That chart is quite useless as it doesn't take the time perspective into concideration. It's a simplification where all countries are displayed as if they got the virus on the same day. 

That's not true of course, it has a time perspective, which runs from Jan 31 to May 24, and it is useful to see the confirmed deaths of Sweden are not the worst in that time period.

 

Nevertheless, if you would look at the 7 day rolling average for Sweden only, you can see clearly that the curve has started to bend, has started to come down, and the "time perspective" merely means that the full reduction in Sweden's death figure is still to come. But the signs are clearly visible. So basically Sweden's figures will be even better.

 

 

Sweden total vs daily.png

Posted (edited)
21 minutes ago, MikeyIdea said:

It doesn't take the time perspective into consideration. It's a simplification where all countries are displayed as if they got the virus on the same day... Use number of days from first death for all countries and you'll get a totally different picture. 

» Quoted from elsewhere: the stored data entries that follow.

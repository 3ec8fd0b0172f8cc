//! Presentation helpers shared by the HTTP and terminal front-ends.

use serde::Serialize;

use crate::{aggregate::RecommendationEntry, slots::Slot};

const WOWHEAD_ITEM_URL: &str = "https://www.wowhead.com/item=";
const ICON_URL_PREFIX: &str = "https://wow.zamimg.com/images/wow/icons/medium/";

/// Render-ready form of a [`RecommendationEntry`].
#[derive(Debug, Clone, PartialEq, Serialize)]
pub struct EntryView {
    pub slot: Slot,
    pub slot_label: &'static str,
    pub item_id: String,
    pub item_level: String,
    pub name: Option<String>,
    pub icon: Option<String>,
    pub item_url: String,
    pub icon_url: Option<String>,
    pub delta: f64,
    pub delta_text: String,
    /// True when the "upgrade" does not increase output.
    pub is_loss: bool,
    pub encounter: Option<String>,
}

impl From<&RecommendationEntry> for EntryView {
    fn from(e: &RecommendationEntry) -> Self {
        Self {
            slot: e.slot,
            slot_label: e.slot.label(),
            item_id: e.item_id.clone(),
            item_level: e.item_level.clone(),
            name: e.name.clone(),
            icon: e.icon.clone(),
            item_url: item_url(&e.item_id),
            icon_url: e.icon.as_deref().map(icon_url),
            delta: e.delta,
            delta_text: format_delta(e.delta),
            is_loss: e.delta <= 0.0,
            encounter: e.encounter_name().map(str::to_owned),
        }
    }
}

pub fn item_url(item_id: &str) -> String {
    format!("{WOWHEAD_ITEM_URL}{item_id}")
}

pub fn icon_url(icon: &str) -> String {
    format!("{ICON_URL_PREFIX}{icon}.jpg")
}

/// Formats a delta as whole units with thousands separators, e.g. `+1,500 dps`.
///
/// Only strictly positive deltas get a `+`.
pub fn format_delta(delta: f64) -> String {
    let rounded = delta.round();
    let sign = if delta > 0.0 {
        "+"
    } else if rounded < 0.0 {
        "-"
    } else {
        ""
    };
    format!("{sign}{} dps", group_thousands(rounded.abs() as u64))
}

fn group_thousands(n: u64) -> String {
    let digits = n.to_string();
    let mut out = String::with_capacity(digits.len() + digits.len() / 3);
    for (i, ch) in digits.chars().enumerate() {
        if i > 0 && (digits.len() - i) % 3 == 0 {
            out.push(',');
        }
        out.push(ch);
    }
    out
}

Presumably Russia's deaths are so low because of the time delay between catching it and dying, I'd expect that to increase sharply soon unless they have a miracle cure from China

Edited by scubascuba3
Posted
10 minutes ago, Logosone said:

That's not true of course, it has a time perspective, which runs from Jan 31 to May 24, and it is useful to see the confirmed deaths of Sweden are not the worst in that time period.

 

Nevertheless, if you would look at the 7 day rolling average for Sweden only, you can see clearly that the curve has started to bend, has started to come down, and the "time perspective" merely means that the full reduction in Sweden's death figure is still to come. But the signs are clearly visible. So basically Sweden's figures will be even better.

 

 

Sweden total vs daily.png

These log scale charts and dubious source data really help some people out.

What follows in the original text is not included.